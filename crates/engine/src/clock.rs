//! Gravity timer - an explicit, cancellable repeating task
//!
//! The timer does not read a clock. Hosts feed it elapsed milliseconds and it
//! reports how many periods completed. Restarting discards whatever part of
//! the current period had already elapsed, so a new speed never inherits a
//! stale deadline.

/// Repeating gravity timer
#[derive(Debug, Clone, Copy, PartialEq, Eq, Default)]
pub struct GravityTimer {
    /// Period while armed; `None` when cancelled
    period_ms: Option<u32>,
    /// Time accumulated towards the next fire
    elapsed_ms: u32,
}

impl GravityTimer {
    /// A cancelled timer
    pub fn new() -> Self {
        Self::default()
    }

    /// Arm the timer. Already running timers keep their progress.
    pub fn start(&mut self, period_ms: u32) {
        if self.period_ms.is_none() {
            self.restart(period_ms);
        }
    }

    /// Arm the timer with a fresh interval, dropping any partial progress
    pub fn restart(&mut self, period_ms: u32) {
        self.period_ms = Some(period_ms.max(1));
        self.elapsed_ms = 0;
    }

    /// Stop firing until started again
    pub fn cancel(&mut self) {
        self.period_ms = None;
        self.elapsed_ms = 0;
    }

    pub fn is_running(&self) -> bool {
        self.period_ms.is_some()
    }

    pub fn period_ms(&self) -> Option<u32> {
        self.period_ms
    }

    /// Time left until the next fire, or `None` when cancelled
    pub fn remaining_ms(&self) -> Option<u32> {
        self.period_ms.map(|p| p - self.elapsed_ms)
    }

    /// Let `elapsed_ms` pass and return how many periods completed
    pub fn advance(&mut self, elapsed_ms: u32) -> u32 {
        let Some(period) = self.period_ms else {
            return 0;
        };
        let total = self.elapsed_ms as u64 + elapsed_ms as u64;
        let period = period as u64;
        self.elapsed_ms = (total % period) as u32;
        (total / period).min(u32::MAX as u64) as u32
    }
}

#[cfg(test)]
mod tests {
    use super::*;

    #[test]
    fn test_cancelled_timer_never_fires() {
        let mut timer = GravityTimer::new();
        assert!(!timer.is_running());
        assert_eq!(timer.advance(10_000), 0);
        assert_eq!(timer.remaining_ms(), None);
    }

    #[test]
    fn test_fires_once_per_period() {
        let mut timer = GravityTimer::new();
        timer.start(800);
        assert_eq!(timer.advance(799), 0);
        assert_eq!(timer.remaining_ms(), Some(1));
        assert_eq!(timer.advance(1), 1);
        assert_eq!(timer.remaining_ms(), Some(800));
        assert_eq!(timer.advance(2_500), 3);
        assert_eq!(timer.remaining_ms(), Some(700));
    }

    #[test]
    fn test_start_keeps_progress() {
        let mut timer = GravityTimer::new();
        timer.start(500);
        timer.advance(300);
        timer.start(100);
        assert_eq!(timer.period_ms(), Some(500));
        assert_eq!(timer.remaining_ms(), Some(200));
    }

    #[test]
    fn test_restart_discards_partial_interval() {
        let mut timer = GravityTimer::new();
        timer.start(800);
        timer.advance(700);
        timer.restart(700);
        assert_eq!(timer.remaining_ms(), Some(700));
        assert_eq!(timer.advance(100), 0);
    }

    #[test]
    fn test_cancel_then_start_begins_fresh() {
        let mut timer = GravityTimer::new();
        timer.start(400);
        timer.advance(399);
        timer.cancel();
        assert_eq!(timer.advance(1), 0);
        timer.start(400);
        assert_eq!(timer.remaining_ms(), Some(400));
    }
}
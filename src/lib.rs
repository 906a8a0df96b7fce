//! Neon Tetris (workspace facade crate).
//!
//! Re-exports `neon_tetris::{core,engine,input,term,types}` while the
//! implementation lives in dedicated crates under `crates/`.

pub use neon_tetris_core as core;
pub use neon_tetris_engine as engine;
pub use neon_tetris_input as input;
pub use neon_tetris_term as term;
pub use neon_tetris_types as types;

::::::::::

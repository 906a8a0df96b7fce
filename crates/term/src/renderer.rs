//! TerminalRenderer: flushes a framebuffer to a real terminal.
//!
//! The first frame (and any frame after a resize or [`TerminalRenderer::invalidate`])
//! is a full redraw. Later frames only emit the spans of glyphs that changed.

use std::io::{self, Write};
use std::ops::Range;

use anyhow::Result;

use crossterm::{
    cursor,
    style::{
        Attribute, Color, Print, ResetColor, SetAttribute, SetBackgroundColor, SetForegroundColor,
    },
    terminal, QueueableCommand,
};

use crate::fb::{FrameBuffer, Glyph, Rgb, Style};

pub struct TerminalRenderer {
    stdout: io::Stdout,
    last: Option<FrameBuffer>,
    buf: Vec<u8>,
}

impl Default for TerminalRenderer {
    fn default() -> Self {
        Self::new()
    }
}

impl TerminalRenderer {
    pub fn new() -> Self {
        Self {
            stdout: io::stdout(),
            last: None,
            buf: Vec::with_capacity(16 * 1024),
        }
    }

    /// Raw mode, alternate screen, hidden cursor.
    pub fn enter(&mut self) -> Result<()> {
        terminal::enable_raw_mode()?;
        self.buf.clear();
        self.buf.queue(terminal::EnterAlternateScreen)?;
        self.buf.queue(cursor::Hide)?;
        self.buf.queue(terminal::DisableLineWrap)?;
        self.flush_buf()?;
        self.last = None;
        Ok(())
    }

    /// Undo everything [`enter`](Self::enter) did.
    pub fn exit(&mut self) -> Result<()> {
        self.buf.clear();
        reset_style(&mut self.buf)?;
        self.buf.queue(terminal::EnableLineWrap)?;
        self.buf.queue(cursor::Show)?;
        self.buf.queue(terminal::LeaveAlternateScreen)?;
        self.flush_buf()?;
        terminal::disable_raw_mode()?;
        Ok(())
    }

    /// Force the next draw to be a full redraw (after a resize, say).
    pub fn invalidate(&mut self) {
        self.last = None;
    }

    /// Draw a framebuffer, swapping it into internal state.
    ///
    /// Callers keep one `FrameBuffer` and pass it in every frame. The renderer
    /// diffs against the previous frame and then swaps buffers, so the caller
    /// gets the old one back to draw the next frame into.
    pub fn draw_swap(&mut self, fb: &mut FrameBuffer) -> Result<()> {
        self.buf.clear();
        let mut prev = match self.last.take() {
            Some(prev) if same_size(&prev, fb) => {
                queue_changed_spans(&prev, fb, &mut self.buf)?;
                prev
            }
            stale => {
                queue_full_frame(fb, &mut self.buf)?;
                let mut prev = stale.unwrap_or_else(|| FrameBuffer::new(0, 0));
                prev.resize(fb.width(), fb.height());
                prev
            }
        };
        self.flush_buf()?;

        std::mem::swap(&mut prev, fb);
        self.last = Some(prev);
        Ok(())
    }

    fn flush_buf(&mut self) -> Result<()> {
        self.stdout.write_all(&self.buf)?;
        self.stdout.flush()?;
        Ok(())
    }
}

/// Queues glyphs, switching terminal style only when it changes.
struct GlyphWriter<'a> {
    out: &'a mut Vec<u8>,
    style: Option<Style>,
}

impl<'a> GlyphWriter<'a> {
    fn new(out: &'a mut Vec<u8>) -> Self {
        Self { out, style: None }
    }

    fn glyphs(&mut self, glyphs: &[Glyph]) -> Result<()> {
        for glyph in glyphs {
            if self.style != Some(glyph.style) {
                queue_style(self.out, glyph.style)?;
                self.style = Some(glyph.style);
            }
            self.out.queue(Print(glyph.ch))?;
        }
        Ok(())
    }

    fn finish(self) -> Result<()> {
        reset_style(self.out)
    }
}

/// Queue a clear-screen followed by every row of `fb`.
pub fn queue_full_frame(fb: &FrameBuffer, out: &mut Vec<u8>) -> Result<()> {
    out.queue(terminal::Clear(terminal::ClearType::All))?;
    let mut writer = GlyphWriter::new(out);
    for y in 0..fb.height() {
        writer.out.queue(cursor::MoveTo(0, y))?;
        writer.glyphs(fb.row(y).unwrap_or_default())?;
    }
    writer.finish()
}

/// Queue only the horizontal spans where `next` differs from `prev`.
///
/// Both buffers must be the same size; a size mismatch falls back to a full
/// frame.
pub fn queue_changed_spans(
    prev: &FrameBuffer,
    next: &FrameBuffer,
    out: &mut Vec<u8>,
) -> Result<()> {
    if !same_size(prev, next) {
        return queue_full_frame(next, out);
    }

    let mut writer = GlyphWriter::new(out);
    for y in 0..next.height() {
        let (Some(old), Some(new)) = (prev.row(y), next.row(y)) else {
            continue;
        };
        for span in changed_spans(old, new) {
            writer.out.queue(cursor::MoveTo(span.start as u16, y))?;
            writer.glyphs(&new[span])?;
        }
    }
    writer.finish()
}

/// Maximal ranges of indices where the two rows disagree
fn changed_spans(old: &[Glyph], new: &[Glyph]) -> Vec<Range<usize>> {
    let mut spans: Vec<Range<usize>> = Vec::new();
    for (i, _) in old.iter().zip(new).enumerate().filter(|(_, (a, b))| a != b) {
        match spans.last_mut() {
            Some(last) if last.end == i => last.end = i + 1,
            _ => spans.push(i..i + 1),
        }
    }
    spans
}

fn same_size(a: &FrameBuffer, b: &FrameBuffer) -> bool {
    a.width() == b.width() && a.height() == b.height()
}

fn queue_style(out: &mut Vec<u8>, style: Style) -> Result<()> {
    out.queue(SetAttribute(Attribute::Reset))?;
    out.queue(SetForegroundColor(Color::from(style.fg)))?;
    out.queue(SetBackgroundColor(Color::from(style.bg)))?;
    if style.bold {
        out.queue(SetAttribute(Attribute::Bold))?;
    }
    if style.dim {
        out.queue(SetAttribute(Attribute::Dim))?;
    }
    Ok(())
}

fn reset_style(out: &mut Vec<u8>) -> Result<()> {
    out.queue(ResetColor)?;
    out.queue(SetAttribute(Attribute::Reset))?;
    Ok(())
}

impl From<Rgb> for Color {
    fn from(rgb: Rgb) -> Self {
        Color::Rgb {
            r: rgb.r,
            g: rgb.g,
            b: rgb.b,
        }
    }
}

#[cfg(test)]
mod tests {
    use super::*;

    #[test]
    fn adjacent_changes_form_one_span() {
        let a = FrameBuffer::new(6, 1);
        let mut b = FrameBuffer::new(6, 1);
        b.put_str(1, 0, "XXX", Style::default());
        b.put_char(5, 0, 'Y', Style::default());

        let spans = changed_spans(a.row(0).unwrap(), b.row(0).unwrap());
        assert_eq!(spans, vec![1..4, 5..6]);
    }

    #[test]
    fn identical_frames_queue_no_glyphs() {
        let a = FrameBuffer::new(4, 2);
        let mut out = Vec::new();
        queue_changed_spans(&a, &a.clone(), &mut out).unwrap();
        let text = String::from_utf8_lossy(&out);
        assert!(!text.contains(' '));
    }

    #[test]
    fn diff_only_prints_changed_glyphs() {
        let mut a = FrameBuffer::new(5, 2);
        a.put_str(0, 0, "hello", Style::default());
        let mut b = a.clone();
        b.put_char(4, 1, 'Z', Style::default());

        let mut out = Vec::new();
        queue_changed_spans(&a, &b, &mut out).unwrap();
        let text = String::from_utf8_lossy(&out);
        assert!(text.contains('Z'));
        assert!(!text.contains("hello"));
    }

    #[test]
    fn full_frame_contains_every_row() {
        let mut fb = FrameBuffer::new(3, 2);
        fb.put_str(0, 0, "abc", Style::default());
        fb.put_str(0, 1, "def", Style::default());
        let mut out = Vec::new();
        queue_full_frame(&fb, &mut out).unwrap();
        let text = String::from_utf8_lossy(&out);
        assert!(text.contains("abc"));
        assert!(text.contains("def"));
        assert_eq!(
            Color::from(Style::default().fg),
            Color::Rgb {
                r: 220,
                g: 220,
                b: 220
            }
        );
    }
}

::::::::::

# Work item
Look back at the entries above. Retype the line with "impl Default for", the line with "self.buf.queue(terminal::EnterAlternateScreen)?;", and all lines in between.

# Expected output
impl Default for TerminalRenderer {
    fn default() -> Self {
        Self::new()
    }
}

impl TerminalRenderer {
    pub fn new() -> Self {
        Self {
            stdout: io::stdout(),
            last: None,
            buf: Vec::with_capacity(16 * 1024),
        }
    }

    /// Raw mode, alternate screen, hidden cursor.
    pub fn enter(&mut self) -> Result<()> {
        terminal::enable_raw_mode()?;
        self.buf.clear();
        self.buf.queue(terminal::EnterAlternateScreen)?;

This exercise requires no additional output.